▶ [Exercise goal]
Locate the string "start" in the listing below. Copy every line where it is found.

╭─ Supplied records

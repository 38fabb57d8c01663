//! Module-level typing.
//!
//! Type construction is three-phase so cyclic references resolve through
//! names: register placeholders, fill members, then realize function
//! types. After the module scope is populated, every function body is
//! checked block by block.

use rustc_hash::FxHashMap;
use tracing::debug;

use crate::builtins::{Realized, Root};
use crate::checker::TypeChecker;
use crate::scope::{Binding, ScopeId, Scopes};
use runac_ast::{Arg, ExprKind, Function, FunctionKey, Module};
use runac_common::{Diagnostic, Span, TypeId, codes};
use runac_types::{Type, TypeStore};

/// A foreign prototype the code generator must `declare`.
#[derive(Clone, Debug)]
pub struct ForeignDecl {
    pub symbol: String,
    pub ty: TypeId,
}

#[derive(Clone, Debug)]
pub enum ConstValue {
    Int(i64),
    Str(String),
}

/// A top-level constant lowered to a global.
#[derive(Clone, Debug)]
pub struct ConstGlobal {
    pub name: String,
    pub global: String,
    pub ty: TypeId,
    pub value: ConstValue,
}

/// Everything the later passes need besides the annotated module itself.
#[derive(Debug)]
pub struct TypedModule {
    pub store: TypeStore,
    pub externs: Vec<ForeignDecl>,
    /// Instantiated parametric and generator-context types that need type
    /// declarations emitted.
    pub variants: Vec<TypeId>,
    pub constants: Vec<ConstGlobal>,
}

/// Methods that must not declare a return type.
const VOID_METHODS: &[&str] = &["__init__", "__del__"];

/// Run module-level typing and per-function checking.
pub fn type_module(module: &mut Module) -> Result<TypedModule, Diagnostic> {
    let mut store = TypeStore::new();
    let root = Root::new();
    let mut scopes = Scopes::new();
    let base = scopes.create(None);
    let mut externs: Vec<ForeignDecl> = Vec::new();
    let mut variants: Vec<TypeId> = Vec::new();
    let mut constants: Vec<ConstGlobal> = Vec::new();

    // Phase 1: placeholders, so recursive references resolve.
    for decl in module.types.values() {
        store.add(decl)?;
    }

    // External references.
    for (name, path) in &module.refs {
        let realized = root.realize(path, &mut store).ok_or_else(|| {
            Diagnostic::error(
                Span::dummy(),
                codes::UNDEFINED_NAME,
                format!("cannot resolve external reference '{path}'"),
            )
        })?;
        match realized {
            Realized::Func(symbol, ty) => {
                record_extern(&mut externs, &symbol, ty);
                scopes.insert(base, name.clone(), Binding::Func { decl: symbol, ty });
            }
            Realized::Module(id, protos) => {
                for (symbol, ty) in protos {
                    record_extern(&mut externs, &symbol, ty);
                }
                scopes.insert(base, name.clone(), Binding::Module(id));
            }
        }
    }

    // Top-level constants: literal strings and integers become globals
    // typed as borrowed boxes.
    for (name, constant) in &mut module.constants {
        let ty = match &constant.value.kind {
            ExprKind::Str(_) => {
                let s = store.str_();
                store.ref_(s)
            }
            ExprKind::Int(_) => {
                let w = store.get("word").unwrap();
                store.ref_(w)
            }
            _ => {
                return Err(Diagnostic::error(
                    constant.span,
                    codes::TYPE_MISMATCH,
                    format!("constant '{name}' must be a string or integer literal"),
                ));
            }
        };
        constant.value.ty = Some(ty);
        let global = format!("@{}.{name}", module.name);
        let value = match &constant.value.kind {
            ExprKind::Str(s) => ConstValue::Str(s.clone()),
            ExprKind::Int(v) => ConstValue::Int(*v),
            _ => unreachable!(),
        };
        constants.push(ConstGlobal {
            name: name.clone(),
            global: global.clone(),
            ty,
            value,
        });
        scopes.insert(base, name.clone(), Binding::Const { ty, global });
    }

    // Phase 2: bind members.
    for (name, decl) in &module.types {
        let id = store.fill(decl)?;
        scopes.insert(base, name.clone(), Binding::Type(id));
    }

    // Phase 3: realize function types and check signatures.
    for (key, fun) in &mut module.code {
        match key {
            FunctionKey::Free(name) => {
                fun.irname = name.clone();
                let fname = fun.name.clone();
                let rtype = resolve_rtype(&mut store, fun)?;
                let mut atypes = Vec::with_capacity(fun.args.len());
                for arg in &mut fun.args {
                    let ty = resolve_arg(&mut store, arg, None, &fname)?;
                    atypes.push(ty);
                }
                if name.as_str() == "main" {
                    check_main(&mut store, fun, rtype, &atypes)?;
                }
                // Register generator contexts up front so a `for` over a
                // later-defined generator still resolves its context type.
                if fun.flow.yields {
                    if let Type::Iter(elem) = *store.get_type(rtype) {
                        let args: Vec<(String, TypeId)> = fun
                            .args
                            .iter()
                            .zip(atypes.iter())
                            .map(|(a, &t)| (a.name.clone(), t))
                            .collect();
                        store.register_ctx(&format!("{}$ctx", fun.irname), elem, &args);
                    }
                }
                let fty = store.function(rtype, atypes, false);
                scopes.insert(
                    base,
                    name.clone(),
                    Binding::Func {
                        decl: name.clone(),
                        ty: fty,
                    },
                );
            }
            FunctionKey::Method(tname, mname) => {
                fun.irname = format!("{tname}.{mname}");
                check_method_shape(&store, tname, mname, fun)?;
            }
        }
    }

    // Check each body.
    for (key, fun) in &mut module.code {
        debug!(name = %fun.irname, "checking function");
        process_function(
            &mut store,
            &mut scopes,
            base,
            key,
            fun,
            &mut variants,
        )?;
    }

    Ok(TypedModule {
        store,
        externs,
        variants,
        constants,
    })
}

fn record_extern(externs: &mut Vec<ForeignDecl>, symbol: &str, ty: TypeId) {
    if externs.iter().any(|e| e.symbol == symbol) {
        return;
    }
    externs.push(ForeignDecl {
        symbol: symbol.to_string(),
        ty,
    });
}

fn resolve_rtype(store: &mut TypeStore, fun: &mut Function) -> Result<TypeId, Diagnostic> {
    if let Some(ty) = fun.rtype {
        return Ok(ty);
    }
    let ty = match &fun.rtype_expr {
        Some(expr) => store.resolve_type_expr(expr, fun.span)?,
        None => store.void(),
    };
    fun.rtype = Some(ty);
    Ok(ty)
}

/// Resolve one argument's type. `self_default` supplies the receiver type
/// for a bare `self` on methods.
fn resolve_arg(
    store: &mut TypeStore,
    arg: &mut Arg,
    self_default: Option<TypeId>,
    fname: &str,
) -> Result<TypeId, Diagnostic> {
    if let Some(ty) = arg.ty {
        return Ok(ty);
    }
    let ty = match &arg.ty_expr {
        Some(expr) => store.resolve_type_expr(expr, arg.span)?,
        None if arg.name == "self" => match self_default {
            Some(recv) => {
                if fname == "__del__" {
                    store.owner(recv)
                } else {
                    store.ref_(recv)
                }
            }
            None => {
                return Err(Diagnostic::error(
                    arg.span,
                    codes::BAD_SELF,
                    "'self' outside a method",
                ));
            }
        },
        None => {
            return Err(Diagnostic::error(
                arg.span,
                codes::MISSING_ARG_TYPE,
                format!("missing type for argument '{}'", arg.name),
            ));
        }
    };
    arg.ty = Some(ty);
    Ok(ty)
}

fn check_main(
    store: &mut TypeStore,
    fun: &Function,
    rtype: TypeId,
    atypes: &[TypeId],
) -> Result<(), Diagnostic> {
    let s = store.str_();
    let str_ref = store.ref_(s);
    let arr = store.array(s);
    let arr_ref = store.ref_(arr);
    if !atypes.is_empty() && atypes[0] != str_ref {
        return Err(Diagnostic::error(
            fun.args[0].span,
            codes::BAD_MAIN,
            "1st argument to main() must be of type &str",
        ));
    }
    if atypes.len() > 1 && atypes[1] != arr_ref {
        return Err(Diagnostic::error(
            fun.args[1].span,
            codes::BAD_MAIN,
            "2nd argument to main() must be of type &array[str]",
        ));
    }
    let i32_ = store.get("i32").unwrap();
    if rtype != store.void() && rtype != i32_ {
        return Err(Diagnostic::error(
            fun.span,
            codes::BAD_MAIN,
            "main() return type must be void or i32",
        ));
    }
    Ok(())
}

fn check_method_shape(
    store: &TypeStore,
    tname: &str,
    mname: &str,
    fun: &Function,
) -> Result<(), Diagnostic> {
    if VOID_METHODS.contains(&mname) && fun.rtype_expr.is_some() {
        return Err(Diagnostic::error(
            fun.span,
            codes::BAD_RETURN,
            format!("method '{mname}' must return type 'void'"),
        ));
    }
    if mname == "__new__" {
        return Ok(());
    }
    if fun.args.is_empty() {
        return Err(Diagnostic::error(
            fun.span,
            codes::BAD_SELF,
            "missing 'self' argument",
        ));
    }
    if fun.args[0].name != "self" {
        return Err(Diagnostic::error(
            fun.args[0].span,
            codes::BAD_SELF,
            "first method argument must be called 'self'",
        ));
    }
    if let Some(expr) = &fun.args[0].ty_expr {
        let names_receiver = match expr {
            runac_ast::TypeExpr::Name(n) => n == tname,
            runac_ast::TypeExpr::Ref(inner) | runac_ast::TypeExpr::Owner(inner) => {
                matches!(&**inner, runac_ast::TypeExpr::Name(n) if n == tname)
            }
            _ => false,
        };
        if !names_receiver {
            return Err(Diagnostic::error(
                fun.args[0].span,
                codes::BAD_SELF,
                format!("first method argument must be of type '{tname}'"),
            ));
        }
    }
    let _ = store;
    Ok(())
}

fn process_function(
    store: &mut TypeStore,
    scopes: &mut Scopes,
    base: ScopeId,
    key: &FunctionKey,
    fun: &mut Function,
    variants: &mut Vec<TypeId>,
) -> Result<(), Diagnostic> {
    let start = scopes.create(Some(base));

    let recv = key.type_name().and_then(|t| store.get(t));
    let fname = fun.name.clone();
    let rtype = resolve_rtype(store, fun)?;
    record_variant(store, variants, rtype);

    for arg in &mut fun.args {
        let ty = resolve_arg(store, arg, recv, &fname)?;
        scopes.insert(start, arg.name.clone(), Binding::Var(ty));
        record_variant(store, variants, ty);
    }

    let ctx = if fun.flow.yields {
        let elem = match store.get_type(rtype) {
            Type::Iter(elem) => *elem,
            _ => {
                return Err(Diagnostic::error(
                    fun.span,
                    codes::BAD_RETURN,
                    "generator functions must return an iterator type",
                ));
            }
        };
        let args: Vec<(String, TypeId)> = fun
            .args
            .iter()
            .map(|a| (a.name.clone(), a.ty.unwrap()))
            .collect();
        let ctx = store.register_ctx(&format!("{}$ctx", fun.irname), elem, &args);
        variants.push(ctx);
        Some(ctx)
    } else {
        None
    };

    let checker = TypeChecker {
        store,
        scopes,
        entry: start,
        block_scopes: FxHashMap::default(),
        rtype,
        yields: fun.flow.yields,
        variants,
        cur_block: 0,
        cur_step: 0,
    };
    let block_scopes = checker.check(&mut fun.flow)?;

    // Generators keep their locals in context slots; now that every local
    // has a type, extend the context struct.
    if let Some(ctx) = ctx {
        let mut locals: Vec<(String, TypeId)> = Vec::new();
        for scope in block_scopes.values() {
            for (name, binding) in scopes.locals(*scope) {
                if let Binding::Var(ty) = binding {
                    if !locals.iter().any(|(n, _)| n == name) {
                        locals.push((name.to_string(), *ty));
                    }
                }
            }
        }
        locals.sort();
        store.extend_ctx(ctx, &locals);
    }
    Ok(())
}

/// Track parametric instantiations that need emitted type declarations.
pub(crate) fn record_variant(store: &TypeStore, variants: &mut Vec<TypeId>, ty: TypeId) {
    let core = store.unwrap(ty);
    if matches!(store.get_type(core), Type::Array(_) | Type::Tuple(_)) && !variants.contains(&core)
    {
        variants.push(core);
    }
}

╰─

▶ [Exercise result]
    let start = scopes.create(Some(base));
        scopes.insert(start, arg.name.clone(), Binding::Var(ty));
        entry: start,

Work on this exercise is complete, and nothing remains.